I’m sure I was inspired to write something when I started this the other day, haven’t a clue, however, what that might have been. I think qualifying a dog from a low rent tourist amusement place in New York as either Detroit or Flint style. But all that is fluff. I’m sure my entries are all chock full of portent and visions, sound and fury, strum and drang and divine comedy. Could be they are more like Coney island dogs from Coney Island; full of lips and tits and not in a good way. Though I have my preferences and biases I could easily go either way, I mean be convinced of either opinion. Fluff is very important; when you fall flat on your face at least you’ve something soft to land on.

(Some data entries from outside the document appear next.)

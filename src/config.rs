/// Dashboard configuration.
///
/// Loaded from a TOML file (every field optional), then overridden from
/// environment variables. A `.env` file in the working directory is read
/// first via `dotenv`, so local overrides don't need exporting.
///
/// ```toml
/// api_base_url = "http://localhost:5000"
/// request_timeout_secs = 10
/// default_location = "Kennedy Space Center"
/// map_sites = ["Kennedy Space Center", "Cape Canaveral"]
/// log_level = "info"
/// log_file = "launchmon.log"
/// console_timestamps = false
/// ```

use crate::ingest::backend::DEFAULT_BASE_URL;
use crate::logging::LogLevel;
use crate::model::Location;
use crate::sites;
use serde::Deserialize;
use std::path::Path;
use std::time::Duration;
use thiserror::Error;

pub const ENV_API_BASE: &str = "LAUNCHMON_API_BASE";
pub const ENV_TIMEOUT_SECS: &str = "LAUNCHMON_TIMEOUT_SECS";
pub const ENV_LOG_LEVEL: &str = "LAUNCHMON_LOG_LEVEL";
pub const ENV_LOG_FILE: &str = "LAUNCHMON_LOG_FILE";

#[derive(Debug, Error)]
pub enum ConfigError {
    #[error("Failed to read config file {path}: {source}")]
    Read {
        path: String,
        #[source]
        source: std::io::Error,
    },
    #[error("Failed to parse config file {path}: {source}")]
    Parse {
        path: String,
        #[source]
        source: toml::de::Error,
    },
    #[error("Invalid value for {var}: {reason}")]
    InvalidEnv { var: &'static str, reason: String },
    #[error("Invalid {field} in {path}: {reason}")]
    Invalid {
        path: String,
        field: &'static str,
        reason: String,
    },
}

const ZERO_TIMEOUT: &str = "must be at least 1 second";

#[derive(Debug, Clone, PartialEq, Deserialize)]
#[serde(default, deny_unknown_fields)]
pub struct DashboardConfig {
    pub api_base_url: String,
    pub request_timeout_secs: u64,
    pub default_location: Location,
    pub map_sites: Vec<Location>,
    pub log_level: LogLevel,
    pub log_file: Option<String>,
    pub console_timestamps: bool,
}

impl Default for DashboardConfig {
    fn default() -> Self {
        Self {
            api_base_url: DEFAULT_BASE_URL.to_string(),
            request_timeout_secs: 10,
            default_location: Location::KennedySpaceCenter,
            map_sites: sites::all_locations(),
            log_level: LogLevel::Info,
            log_file: None,
            console_timestamps: false,
        }
    }
}

impl DashboardConfig {
    pub fn request_timeout(&self) -> Duration {
        Duration::from_secs(self.request_timeout_secs)
    }

    pub fn from_toml_str(contents: &str, path: &str) -> Result<Self, ConfigError> {
        let config: Self = toml::from_str(contents).map_err(|source| ConfigError::Parse {
            path: path.to_string(),
            source,
        })?;
        if config.request_timeout_secs == 0 {
            return Err(ConfigError::Invalid {
                path: path.to_string(),
                field: "request_timeout_secs",
                reason: ZERO_TIMEOUT.to_string(),
            });
        }
        Ok(config)
    }

    pub fn from_file(path: &Path) -> Result<Self, ConfigError> {
        let display = path.display().to_string();
        let contents = std::fs::read_to_string(path).map_err(|source| ConfigError::Read {
            path: display.clone(),
            source,
        })?;
        Self::from_toml_str(&contents, &display)
    }

    /// Applies overrides from `lookup`, which maps a variable name to its
    /// value if set.
    pub fn apply_overrides<F>(&mut self, lookup: F) -> Result<(), ConfigError>
    where
        F: Fn(&str) -> Option<String>,
    {
        if let Some(base) = lookup(ENV_API_BASE) {
            self.api_base_url = base;
        }
        if let Some(raw) = lookup(ENV_TIMEOUT_SECS) {
            let secs: u64 = raw.trim().parse().map_err(|e| ConfigError::InvalidEnv {
                var: ENV_TIMEOUT_SECS,
                reason: format!("{}", e),
            })?;
            if secs == 0 {
                return Err(ConfigError::InvalidEnv {
                    var: ENV_TIMEOUT_SECS,
                    reason: ZERO_TIMEOUT.to_string(),
                });
            }
            self.request_timeout_secs = secs;
        }
        if let Some(raw) = lookup(ENV_LOG_LEVEL) {
            self.log_level = raw
                .parse()
                .map_err(|reason| ConfigError::InvalidEnv { var: ENV_LOG_LEVEL, reason })?;
        }
        if let Some(path) = lookup(ENV_LOG_FILE) {
            self.log_file = if path.is_empty() { None } else { Some(path) };
        }
        Ok(())
    }

    /// Loads the file (if given), then `.env` and process environment
    /// overrides.
    pub fn load(path: Option<&Path>) -> Result<Self, ConfigError> {
        dotenv::dotenv().ok();

        let mut config = match path {
            Some(path) => Self::from_file(path)?,
            None => Self::default(),
        };
        config.apply_overrides(|var| std::env::var(var).ok())?;
        Ok(config)
    }
}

I probably had something to say about my knew medicinal herbal fascination, but, in the least ironic and most predictable manner; I’ve forgotten what that might have been. Why do you think they call it dope was the most on the nose anti-drug campaign; it sure doesn’t make you feel less dopey. And that was back when the shit was weak. They got shit that’ll not only settle a fog on your brain and nibble at short term memory, but also pull mean low G-force and eat your face. Also the industry is getting snobby, like wine or cigars, and when an article isn’t scholarly and requiring advanced chemistry, botany and genetic knowledge, it’ll say shit like, spicy bouquet, chewy, with hints of zest, skunk and diesel, and lawn clippings, nutmeg, asphalt and round up on the exhale. They’ll also replace the eating of your face with either ‘ a bouquet of your own skin with notes of liver, spleen and duodenum’ or best medicinal use is for insomnia and misanthropy.
My fit bit readings are improving a lot. Notes about exercising after getting really high; 1) You aren’t physically couch-locked, there is no vacuum seal or bolt from ass to cushion. 2) Standing up is half the battle, relinquish the notion that you can’t move by taking a step and then another (which is true when sober too but takes less dialogue and time to articulate). 3) Get your land legs before launching. 4) Try to avoid exercises that make you giggly. Um, the improving of fit bit readings may have more to do with doggedness than stoniness.
The forecast today is that later in the morning the rain will mix with snow. I’ve been itching to get my bike back on the road. It’s a lot more satisfying to have the wind in your face than the digital readout of speed on a stationary bike. I haven’t been to gym in a while, GF has had one thing after another come up and I don’t really like going alone. I’ve visited her in the last few weeks but not to go to gym. Um, one of our visits was the opposite of working out; steak and lobster. A little bit of hanky and a pinch of panky too but no circuit training, not in the traditional sense. I don’t mind riding in rain and snow when I have a destination, but for recreational or fitness purposes it’s a bit over the top for me and the likes of me.
It’s raining like a motherfucker, I’m not sure how a snowflake will survive such a deluge.